その時、円卓から耳障りな声が聞こえてきた。
「えー、ゆりぃ、結構軽っぽいって誤解されるみたいでぇ、告白して来たのも12人なのぉ」
アクリル板には38番と書かれているその女性は、返答で12回と答えた人だった。そうか、貴方はそれだけの人の想いを受け取って、それだけの人を誤解させて来たのか。
「ただぁ、ずっと付き合ってるのも一人でぇ、ゆりぃ、純情ちゃんなのぉ」
その言葉を聞いた瞬間、私の中で切れてはいけない何かが切れた音がした。
「・・・ぶっころ」
私が漏らした独り言を聞き取ったのか、二人はこちらをドン引きした視線を寄越す。引かないでくださいよ、仲間じゃないですか、寄ってください。
「二人とも38番で行きましょう」
「おい、何勝手に」
「これ、ゲームマスターの仕込みです」
その言葉は、どうやら二人にとっては予想外のものだったらしく、こちらを見る二人の目は続きを促していた。
「前のゲームは知識を問うもの。頭を捻らないと嘘を指摘出来ないものでした。ただ、今回は、口でどのように宣おうが矛盾は発生しないんです。いくら内容を反芻しても無駄です。これは、天才たちを叩き落とす話題と質問です」
思考に埋没させるための罠だ。口頭の内容のみで考えようとすると、矛盾を発見することは出来ない。ゲームを滞りなく進行させるために入れられた伏兵だ。

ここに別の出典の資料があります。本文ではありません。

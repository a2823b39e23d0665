use clap::{error::ErrorKind, CommandFactory, Parser};
use crossterm::{
    execute,
    terminal::{disable_raw_mode, enable_raw_mode, EnterAlternateScreen, LeaveAlternateScreen},
    tty::IsTty,
};
use keyout::{
    app::{App, Effect},
    app_dirs::DataPaths,
    config::{Config, FileConfigStore},
    corpus::Corpus,
    logging,
    runtime::{is_interrupt, key_code, CrosstermEventSource, Runner, TrainerEvent},
    session::Keymap,
    stats::KeyStatistics,
    summary::HistoryLog,
    ui, TrainerError,
};
use ratatui::{
    backend::{Backend, CrosstermBackend},
    Terminal,
};
use std::{
    error::Error,
    io::{self, stdin},
    ops::ControlFlow,
    path::PathBuf,
};

/// terminal typing trainer that remembers which keys you miss
#[derive(Parser, Debug, Clone)]
#[clap(
    version,
    about,
    long_about = "A terminal typing trainer. Type passages, watch your speed, and see a heatmap of the keys you keep missing."
)]
pub struct Cli {
    /// file with one practice passage per line (defaults to the bundled passages)
    #[clap(long)]
    corpus: Option<PathBuf>,

    /// directory for key statistics, session history and the log file
    #[clap(long)]
    data_dir: Option<PathBuf>,

    /// config file to read instead of the default location
    #[clap(long)]
    config: Option<PathBuf>,

    /// practice on this passage only
    #[clap(short = 'p', long)]
    passage: Option<String>,

    /// replace a corrupt key statistics file with zeros instead of refusing to start
    #[clap(long)]
    zero_fill_corrupt_stats: bool,

    /// log level filter, e.g. "debug" or "keyout=trace" (RUST_LOG wins)
    #[clap(long)]
    log_level: Option<String>,
}

impl Cli {
    /// Command line flags layered over the config file
    fn merge(&self, mut cfg: Config) -> Config {
        if let Some(corpus) = &self.corpus {
            cfg.corpus_path = Some(corpus.clone());
        }
        if let Some(dir) = &self.data_dir {
            cfg.data_dir = Some(dir.clone());
        }
        if self.zero_fill_corrupt_stats {
            cfg.zero_fill_corrupt_stats = true;
        }
        if let Some(level) = &self.log_level {
            cfg.log_level = level.clone();
        }
        cfg
    }

    fn config_store(&self) -> FileConfigStore {
        match &self.config {
            Some(path) => FileConfigStore::with_path(path),
            None => FileConfigStore::new(),
        }
    }

    fn load_corpus(&self, cfg: &Config) -> keyout::Result<Corpus> {
        match (&self.passage, &cfg.corpus_path) {
            (Some(passage), _) => Ok(Corpus::single(passage.clone())),
            (None, Some(path)) => Corpus::load(path),
            (None, None) => Corpus::bundled(),
        }
    }
}

/// Abort before the terminal is touched
fn startup_error(err: TrainerError) -> ! {
    tracing::error!(%err, "startup failed");
    let message = if err.is_corruption() {
        format!("{err}\nrerun with --zero-fill-corrupt-stats to start from zero")
    } else {
        err.to_string()
    };
    let mut cmd = Cli::command();
    cmd.error(ErrorKind::Io, message).exit()
}

fn main() -> Result<(), Box<dyn Error>> {
    let cli = Cli::parse();

    if !stdin().is_tty() {
        let mut cmd = Cli::command();
        cmd.error(ErrorKind::Io, "stdin must be a tty").exit();
    }

    let cfg = cli.merge(cli.config_store().load_or_init());
    let paths = DataPaths::resolve(cfg.data_dir.as_deref());

    let _log_guard = match logging::init(&paths.log, &cfg.log_level) {
        Ok(guard) => Some(guard),
        Err(err) => {
            eprintln!("logging disabled: {err}");
            None
        }
    };
    tracing::info!(data_dir = %paths.dir.display(), "starting keyout");

    let stats = KeyStatistics::load_or_default(&paths.key_stats, cfg.zero_fill_corrupt_stats)
        .unwrap_or_else(|err| startup_error(err));
    let corpus = cli.load_corpus(&cfg).unwrap_or_else(|err| startup_error(err));

    enable_raw_mode()?;

    let mut stdout = io::stdout();
    execute!(stdout, EnterAlternateScreen)?;
    let backend = CrosstermBackend::new(stdout);
    let mut terminal = Terminal::new(backend)?;

    let mut app = App::new(corpus, stats, Keymap::default());
    let result = start_tui(&mut terminal, &mut app, &paths);

    disable_raw_mode()?;
    execute!(terminal.backend_mut(), LeaveAlternateScreen,)?;
    terminal.show_cursor()?;

    tracing::info!("bye");
    result
}

fn start_tui<B: Backend>(
    terminal: &mut Terminal<B>,
    app: &mut App,
    paths: &DataPaths,
) -> Result<(), Box<dyn Error>> {
    let runner = Runner::new(CrosstermEventSource::new());
    let history = HistoryLog::new(&paths.history);

    app.set_history_page_size(ui::history::page_size(terminal.size()?.height));
    terminal.draw(|f| ui::draw(app, f))?;

    while let Some(event) = runner.step() {
        match event {
            TrainerEvent::Resize => {
                app.set_history_page_size(ui::history::page_size(terminal.size()?.height));
            }
            TrainerEvent::Key(key) => {
                if is_interrupt(&key) {
                    break;
                }
                let Some(code) = key_code(&key) else {
                    continue;
                };
                let effects = app.handle_key(code);
                if apply_effects(app, effects, paths, &history).is_break() {
                    break;
                }
            }
        }
        terminal.draw(|f| ui::draw(app, f))?;
    }

    Ok(())
}

/// Perform the IO the app asked for. Failures are logged, the session goes on.
fn apply_effects(
    app: &mut App,
    effects: Vec<Effect>,
    paths: &DataPaths,
    history: &HistoryLog,
) -> ControlFlow<()> {
    for effect in effects {
        match effect {
            Effect::SaveSummary(summary) => {
                if let Err(err) = history.append(&summary) {
                    tracing::error!(%err, "could not save session summary");
                }
            }
            Effect::FlushStats => {
                if let Err(err) = app.stats().flush(&paths.key_stats) {
                    tracing::error!(%err, "could not save key statistics");
                }
            }
            Effect::LoadHistory => match history.load_for_browsing() {
                Ok((sessions, skipped)) => app.show_history(sessions, skipped),
                Err(err) => tracing::error!(%err, "could not read session history"),
            },
            Effect::Quit => return ControlFlow::Break(()),
        }
    }
    ControlFlow::Continue(())
}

「回数と人数の引っ掛けなんですよ。1人が3回告白してれば、さっきの話題は3、質問の答えは1になります。矛盾なんて生まれません」
「なら、今回は完璧に運任せってこと?」
「いいえ、私が嘘を吐くなら、意図的に話題と質問の数字が同数になるよう嘘を吐きます。数を減らそうとしていているなら、最低限、嘘には見えないよう工夫します」
「そうかもしんねぇが、人数と回数が一致するのは珍しくないだろ?」
「彼女の言動と、彼女が身につけてるものが矛盾を示してます。いくら人数減らしの為だとはいえ、納得できる矛盾がなければ、参加者も観客も黙ってません。だから、外側の矛盾を残しておいたんですよ」
「そっか、わかった。アンタ目敏いね」
堂島さんは気づいたようだった。女性ともなれば、ヒントで答えに行き着くのは容易いのだろう。
「んだよ、話が見えねぇな」
「彼女の右手の薬指と、左手の薬指みて下さい」
「あん?」
そして、御剣さんは、確認した後小さく呟く。
「なるほどな」
しばらくして、全員の提示が終了し、ゲームマスターは口を開く。
「それでは、オープンカード」
参加者が一斉にカードを掲げる。×のカードの所持者は、38番だった。回数は13回。
だが、私にとっては、そんなのぶっちゃけどうでもよかった。
「ア、アンタさ」
堂島さんが震える声で、私に声を掛ける。
「その、良かったじゃない? いっぱい引っかかったわよ?」
周りを見れば、多くの人物が私を嘘つきと指摘していた。ちなみに私は今回、引っ掻ける意図も、嘘も何一つ吐いてはいなかった。
参加者は残り、6名まで減っていた。
そこまで信じられなかったのか、そこまで告白されていない人物は珍しいか。奇異の視線を向ける参加者に対し、私は視線で投げかけた。
「よく、頑張ったな」
見れば、御剣さんが私に対して、父親のように言葉を掛ける。
私は、さめざめと泣いた。
「あぁもう、泣かないでよぉ」
堂島さんも何故か釣られて泣きそうになっていた。